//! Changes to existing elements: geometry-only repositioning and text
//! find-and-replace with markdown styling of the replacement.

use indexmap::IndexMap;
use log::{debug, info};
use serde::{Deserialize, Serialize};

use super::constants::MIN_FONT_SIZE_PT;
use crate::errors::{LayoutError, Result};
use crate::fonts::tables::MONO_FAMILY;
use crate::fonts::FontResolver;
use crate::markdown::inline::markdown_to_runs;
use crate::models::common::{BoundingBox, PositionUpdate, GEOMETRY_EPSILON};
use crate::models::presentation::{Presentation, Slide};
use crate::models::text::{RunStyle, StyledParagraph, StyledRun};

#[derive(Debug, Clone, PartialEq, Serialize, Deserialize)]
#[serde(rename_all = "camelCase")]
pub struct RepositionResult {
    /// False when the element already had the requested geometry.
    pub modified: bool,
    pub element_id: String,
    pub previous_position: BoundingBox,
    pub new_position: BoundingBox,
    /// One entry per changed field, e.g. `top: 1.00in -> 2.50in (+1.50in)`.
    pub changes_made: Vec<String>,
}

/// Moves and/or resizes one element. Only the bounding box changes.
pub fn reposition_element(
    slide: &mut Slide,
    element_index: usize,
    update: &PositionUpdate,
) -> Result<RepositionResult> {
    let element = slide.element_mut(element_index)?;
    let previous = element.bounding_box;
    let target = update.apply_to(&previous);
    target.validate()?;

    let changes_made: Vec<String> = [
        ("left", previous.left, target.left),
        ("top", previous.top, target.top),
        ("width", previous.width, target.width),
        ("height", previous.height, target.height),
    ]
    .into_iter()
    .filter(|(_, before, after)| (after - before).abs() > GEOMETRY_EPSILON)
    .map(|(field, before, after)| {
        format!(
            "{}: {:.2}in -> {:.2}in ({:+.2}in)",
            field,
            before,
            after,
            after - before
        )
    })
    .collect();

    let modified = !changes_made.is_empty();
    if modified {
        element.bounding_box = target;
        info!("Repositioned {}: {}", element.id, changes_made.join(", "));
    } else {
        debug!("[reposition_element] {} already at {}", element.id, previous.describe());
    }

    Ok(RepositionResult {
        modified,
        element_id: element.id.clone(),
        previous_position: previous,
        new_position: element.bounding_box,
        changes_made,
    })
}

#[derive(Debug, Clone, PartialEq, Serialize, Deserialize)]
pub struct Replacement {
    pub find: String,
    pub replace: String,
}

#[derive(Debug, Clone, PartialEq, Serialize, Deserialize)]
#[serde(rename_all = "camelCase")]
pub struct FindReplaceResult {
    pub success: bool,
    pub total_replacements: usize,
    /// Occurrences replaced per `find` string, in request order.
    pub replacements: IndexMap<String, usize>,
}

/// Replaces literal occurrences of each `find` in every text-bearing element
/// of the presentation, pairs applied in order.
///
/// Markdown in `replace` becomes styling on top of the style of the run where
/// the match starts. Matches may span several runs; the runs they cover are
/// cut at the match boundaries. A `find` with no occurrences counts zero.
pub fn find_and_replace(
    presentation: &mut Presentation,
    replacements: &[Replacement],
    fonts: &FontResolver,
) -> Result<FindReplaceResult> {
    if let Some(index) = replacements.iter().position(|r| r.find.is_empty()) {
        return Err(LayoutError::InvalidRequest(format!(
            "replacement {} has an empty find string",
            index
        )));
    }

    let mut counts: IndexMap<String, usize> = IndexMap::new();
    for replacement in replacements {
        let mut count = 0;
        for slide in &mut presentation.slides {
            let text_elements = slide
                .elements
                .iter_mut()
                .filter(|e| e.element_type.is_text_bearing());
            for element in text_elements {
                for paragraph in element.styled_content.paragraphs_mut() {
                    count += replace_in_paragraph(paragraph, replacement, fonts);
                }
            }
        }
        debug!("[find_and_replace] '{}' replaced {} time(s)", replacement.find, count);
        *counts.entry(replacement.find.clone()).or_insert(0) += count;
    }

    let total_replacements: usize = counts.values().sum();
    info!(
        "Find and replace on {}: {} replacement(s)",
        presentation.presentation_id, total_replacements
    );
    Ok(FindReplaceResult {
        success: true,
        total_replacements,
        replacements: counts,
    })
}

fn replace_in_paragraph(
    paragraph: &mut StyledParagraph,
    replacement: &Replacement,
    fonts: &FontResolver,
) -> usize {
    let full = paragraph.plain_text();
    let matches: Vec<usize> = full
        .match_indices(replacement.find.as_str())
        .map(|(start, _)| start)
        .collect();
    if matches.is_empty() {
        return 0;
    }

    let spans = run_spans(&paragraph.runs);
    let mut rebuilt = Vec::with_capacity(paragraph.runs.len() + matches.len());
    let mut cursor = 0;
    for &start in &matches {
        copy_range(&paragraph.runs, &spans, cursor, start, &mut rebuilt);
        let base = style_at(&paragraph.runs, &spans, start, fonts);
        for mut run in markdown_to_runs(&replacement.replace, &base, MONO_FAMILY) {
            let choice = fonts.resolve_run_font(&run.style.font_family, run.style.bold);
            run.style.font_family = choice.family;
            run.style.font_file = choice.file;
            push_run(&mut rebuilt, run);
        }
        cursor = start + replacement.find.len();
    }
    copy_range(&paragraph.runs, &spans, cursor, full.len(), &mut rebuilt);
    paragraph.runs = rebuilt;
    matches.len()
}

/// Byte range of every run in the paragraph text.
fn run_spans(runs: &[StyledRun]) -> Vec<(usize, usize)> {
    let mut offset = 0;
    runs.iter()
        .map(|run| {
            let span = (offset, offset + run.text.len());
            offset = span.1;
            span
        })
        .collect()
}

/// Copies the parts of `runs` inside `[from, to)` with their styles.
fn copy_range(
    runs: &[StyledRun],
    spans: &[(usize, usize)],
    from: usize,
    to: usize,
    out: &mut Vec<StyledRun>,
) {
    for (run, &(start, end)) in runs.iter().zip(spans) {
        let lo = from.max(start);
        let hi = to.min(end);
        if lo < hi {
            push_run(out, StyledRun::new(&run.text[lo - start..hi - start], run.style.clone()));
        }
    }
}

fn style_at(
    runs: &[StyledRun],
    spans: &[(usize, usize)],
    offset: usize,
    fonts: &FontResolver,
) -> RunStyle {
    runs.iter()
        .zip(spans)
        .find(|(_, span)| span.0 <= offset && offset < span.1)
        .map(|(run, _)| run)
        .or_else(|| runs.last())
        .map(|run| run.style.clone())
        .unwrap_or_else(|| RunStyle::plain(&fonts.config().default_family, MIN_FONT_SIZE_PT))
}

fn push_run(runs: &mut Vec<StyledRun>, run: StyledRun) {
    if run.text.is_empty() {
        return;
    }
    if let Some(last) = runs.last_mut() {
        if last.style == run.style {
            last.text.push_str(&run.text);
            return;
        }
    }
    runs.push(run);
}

•••••

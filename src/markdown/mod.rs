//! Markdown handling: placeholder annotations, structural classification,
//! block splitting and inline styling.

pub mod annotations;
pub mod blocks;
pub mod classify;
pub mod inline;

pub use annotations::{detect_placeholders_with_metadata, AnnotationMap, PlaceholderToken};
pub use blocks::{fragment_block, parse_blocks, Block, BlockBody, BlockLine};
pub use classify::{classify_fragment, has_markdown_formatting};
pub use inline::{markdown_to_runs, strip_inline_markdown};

•••••

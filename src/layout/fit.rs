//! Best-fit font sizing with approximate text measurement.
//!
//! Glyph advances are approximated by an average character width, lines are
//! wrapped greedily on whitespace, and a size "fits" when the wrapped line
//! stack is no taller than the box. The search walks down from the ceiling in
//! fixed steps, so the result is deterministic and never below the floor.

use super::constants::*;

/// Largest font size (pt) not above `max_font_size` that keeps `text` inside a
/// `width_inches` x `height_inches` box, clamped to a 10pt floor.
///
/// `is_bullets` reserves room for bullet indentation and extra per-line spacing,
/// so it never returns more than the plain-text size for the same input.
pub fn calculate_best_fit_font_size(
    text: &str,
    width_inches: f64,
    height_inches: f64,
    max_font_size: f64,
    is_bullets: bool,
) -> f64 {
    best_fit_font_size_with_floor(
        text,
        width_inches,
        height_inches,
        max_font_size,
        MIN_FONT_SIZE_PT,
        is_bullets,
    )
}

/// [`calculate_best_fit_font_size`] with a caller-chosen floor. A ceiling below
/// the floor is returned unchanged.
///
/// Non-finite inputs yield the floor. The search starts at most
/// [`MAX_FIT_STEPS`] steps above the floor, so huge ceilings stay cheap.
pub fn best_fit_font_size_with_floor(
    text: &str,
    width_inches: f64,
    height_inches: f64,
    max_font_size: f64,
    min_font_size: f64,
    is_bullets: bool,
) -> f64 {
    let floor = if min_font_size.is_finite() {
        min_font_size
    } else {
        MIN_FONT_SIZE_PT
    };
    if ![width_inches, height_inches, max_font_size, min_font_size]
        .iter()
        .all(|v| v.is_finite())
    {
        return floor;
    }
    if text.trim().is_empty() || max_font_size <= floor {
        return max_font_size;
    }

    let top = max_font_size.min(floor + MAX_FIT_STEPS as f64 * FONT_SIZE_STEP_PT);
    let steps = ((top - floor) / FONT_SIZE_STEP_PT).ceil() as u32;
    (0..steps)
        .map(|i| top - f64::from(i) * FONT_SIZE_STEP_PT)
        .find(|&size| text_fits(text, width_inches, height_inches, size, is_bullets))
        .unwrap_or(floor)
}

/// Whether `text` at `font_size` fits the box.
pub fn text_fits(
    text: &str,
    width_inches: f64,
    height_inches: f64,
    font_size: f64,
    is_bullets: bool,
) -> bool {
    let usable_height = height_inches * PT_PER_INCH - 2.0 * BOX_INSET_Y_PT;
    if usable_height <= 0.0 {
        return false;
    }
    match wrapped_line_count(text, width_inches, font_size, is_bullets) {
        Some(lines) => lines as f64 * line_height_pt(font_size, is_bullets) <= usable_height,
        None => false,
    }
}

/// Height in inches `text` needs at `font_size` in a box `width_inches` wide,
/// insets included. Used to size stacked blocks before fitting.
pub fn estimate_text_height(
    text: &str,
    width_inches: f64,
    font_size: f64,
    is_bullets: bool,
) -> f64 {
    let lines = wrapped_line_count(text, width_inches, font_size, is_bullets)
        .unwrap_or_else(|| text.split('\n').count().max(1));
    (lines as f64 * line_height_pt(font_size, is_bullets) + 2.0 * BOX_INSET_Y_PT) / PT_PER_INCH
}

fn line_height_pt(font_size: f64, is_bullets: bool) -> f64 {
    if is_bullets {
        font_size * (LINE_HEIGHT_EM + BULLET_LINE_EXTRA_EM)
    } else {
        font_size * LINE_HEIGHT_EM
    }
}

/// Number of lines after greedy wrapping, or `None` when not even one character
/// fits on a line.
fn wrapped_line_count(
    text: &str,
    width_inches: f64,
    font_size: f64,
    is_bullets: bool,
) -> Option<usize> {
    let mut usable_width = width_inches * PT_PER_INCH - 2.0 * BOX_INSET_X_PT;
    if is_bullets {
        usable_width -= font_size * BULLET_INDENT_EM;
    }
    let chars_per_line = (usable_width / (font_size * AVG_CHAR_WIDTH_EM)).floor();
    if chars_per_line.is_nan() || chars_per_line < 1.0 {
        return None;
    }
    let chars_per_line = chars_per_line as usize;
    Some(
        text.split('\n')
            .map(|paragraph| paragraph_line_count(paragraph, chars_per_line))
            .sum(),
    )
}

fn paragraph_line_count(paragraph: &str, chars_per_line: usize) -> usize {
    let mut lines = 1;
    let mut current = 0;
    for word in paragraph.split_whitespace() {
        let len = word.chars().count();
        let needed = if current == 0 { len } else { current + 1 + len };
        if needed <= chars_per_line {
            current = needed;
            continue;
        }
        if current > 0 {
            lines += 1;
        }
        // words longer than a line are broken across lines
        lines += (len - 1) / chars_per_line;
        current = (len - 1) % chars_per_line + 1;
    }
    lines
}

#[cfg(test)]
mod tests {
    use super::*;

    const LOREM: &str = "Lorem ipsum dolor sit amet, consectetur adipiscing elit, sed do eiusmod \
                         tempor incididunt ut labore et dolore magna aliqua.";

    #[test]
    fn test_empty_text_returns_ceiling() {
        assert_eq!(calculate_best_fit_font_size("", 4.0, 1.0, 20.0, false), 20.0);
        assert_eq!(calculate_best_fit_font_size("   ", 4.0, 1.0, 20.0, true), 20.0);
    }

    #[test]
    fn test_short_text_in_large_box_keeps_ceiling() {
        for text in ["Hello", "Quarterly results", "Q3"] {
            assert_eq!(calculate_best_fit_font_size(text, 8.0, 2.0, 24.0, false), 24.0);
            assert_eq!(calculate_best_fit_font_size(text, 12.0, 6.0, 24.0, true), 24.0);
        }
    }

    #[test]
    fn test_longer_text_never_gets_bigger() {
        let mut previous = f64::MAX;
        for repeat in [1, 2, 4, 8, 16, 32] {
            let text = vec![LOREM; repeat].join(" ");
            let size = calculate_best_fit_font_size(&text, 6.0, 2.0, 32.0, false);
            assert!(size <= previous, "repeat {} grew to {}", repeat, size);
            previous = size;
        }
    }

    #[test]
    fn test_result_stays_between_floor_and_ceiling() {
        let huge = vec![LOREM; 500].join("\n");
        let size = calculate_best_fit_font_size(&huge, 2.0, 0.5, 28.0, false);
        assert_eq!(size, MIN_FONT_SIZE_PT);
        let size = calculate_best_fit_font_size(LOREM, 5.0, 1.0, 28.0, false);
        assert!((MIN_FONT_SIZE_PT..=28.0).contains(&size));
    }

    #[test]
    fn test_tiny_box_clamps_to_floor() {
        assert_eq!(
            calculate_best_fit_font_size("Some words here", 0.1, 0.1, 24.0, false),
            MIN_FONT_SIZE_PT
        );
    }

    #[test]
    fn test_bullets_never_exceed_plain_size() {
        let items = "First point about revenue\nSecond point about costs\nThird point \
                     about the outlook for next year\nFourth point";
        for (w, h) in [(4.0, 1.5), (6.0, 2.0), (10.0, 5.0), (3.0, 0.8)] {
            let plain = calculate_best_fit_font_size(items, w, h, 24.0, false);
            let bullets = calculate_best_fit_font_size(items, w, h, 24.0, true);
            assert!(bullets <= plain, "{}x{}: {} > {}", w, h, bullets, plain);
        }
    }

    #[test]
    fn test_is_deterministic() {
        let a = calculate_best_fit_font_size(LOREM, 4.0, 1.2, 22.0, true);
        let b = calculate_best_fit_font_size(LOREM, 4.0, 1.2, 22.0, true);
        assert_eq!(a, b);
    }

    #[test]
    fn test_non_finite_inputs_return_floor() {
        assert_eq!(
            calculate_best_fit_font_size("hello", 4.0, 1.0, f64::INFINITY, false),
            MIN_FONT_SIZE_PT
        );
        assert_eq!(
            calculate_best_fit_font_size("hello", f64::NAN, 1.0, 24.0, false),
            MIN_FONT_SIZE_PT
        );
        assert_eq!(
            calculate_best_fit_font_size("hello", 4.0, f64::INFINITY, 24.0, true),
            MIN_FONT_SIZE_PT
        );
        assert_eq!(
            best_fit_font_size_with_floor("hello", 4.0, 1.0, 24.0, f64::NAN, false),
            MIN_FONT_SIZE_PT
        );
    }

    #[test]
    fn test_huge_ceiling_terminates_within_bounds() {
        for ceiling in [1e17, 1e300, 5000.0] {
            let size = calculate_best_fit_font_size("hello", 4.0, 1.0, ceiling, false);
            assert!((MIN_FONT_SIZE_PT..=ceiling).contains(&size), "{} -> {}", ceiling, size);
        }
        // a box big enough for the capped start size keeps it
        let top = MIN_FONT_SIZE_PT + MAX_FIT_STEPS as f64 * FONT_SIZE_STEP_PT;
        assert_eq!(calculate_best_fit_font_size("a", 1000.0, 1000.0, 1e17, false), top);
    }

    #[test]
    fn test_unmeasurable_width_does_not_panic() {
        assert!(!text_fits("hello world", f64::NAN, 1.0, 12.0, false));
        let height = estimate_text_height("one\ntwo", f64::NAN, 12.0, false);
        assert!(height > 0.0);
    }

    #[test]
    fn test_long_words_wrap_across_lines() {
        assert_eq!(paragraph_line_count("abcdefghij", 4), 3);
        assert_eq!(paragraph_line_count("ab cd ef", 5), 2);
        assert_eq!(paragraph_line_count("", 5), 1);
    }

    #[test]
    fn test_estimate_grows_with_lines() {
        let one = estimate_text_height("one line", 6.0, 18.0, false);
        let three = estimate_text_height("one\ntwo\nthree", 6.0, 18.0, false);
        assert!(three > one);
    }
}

•••••

**PROMPT**:
Retrieve each line of the data in which the word "StyledParagraph" can be found.

**TASK OUTPUT**:
use crate::models::text::{RunStyle, StyledParagraph, StyledRun};
    paragraph: &mut StyledParagraph,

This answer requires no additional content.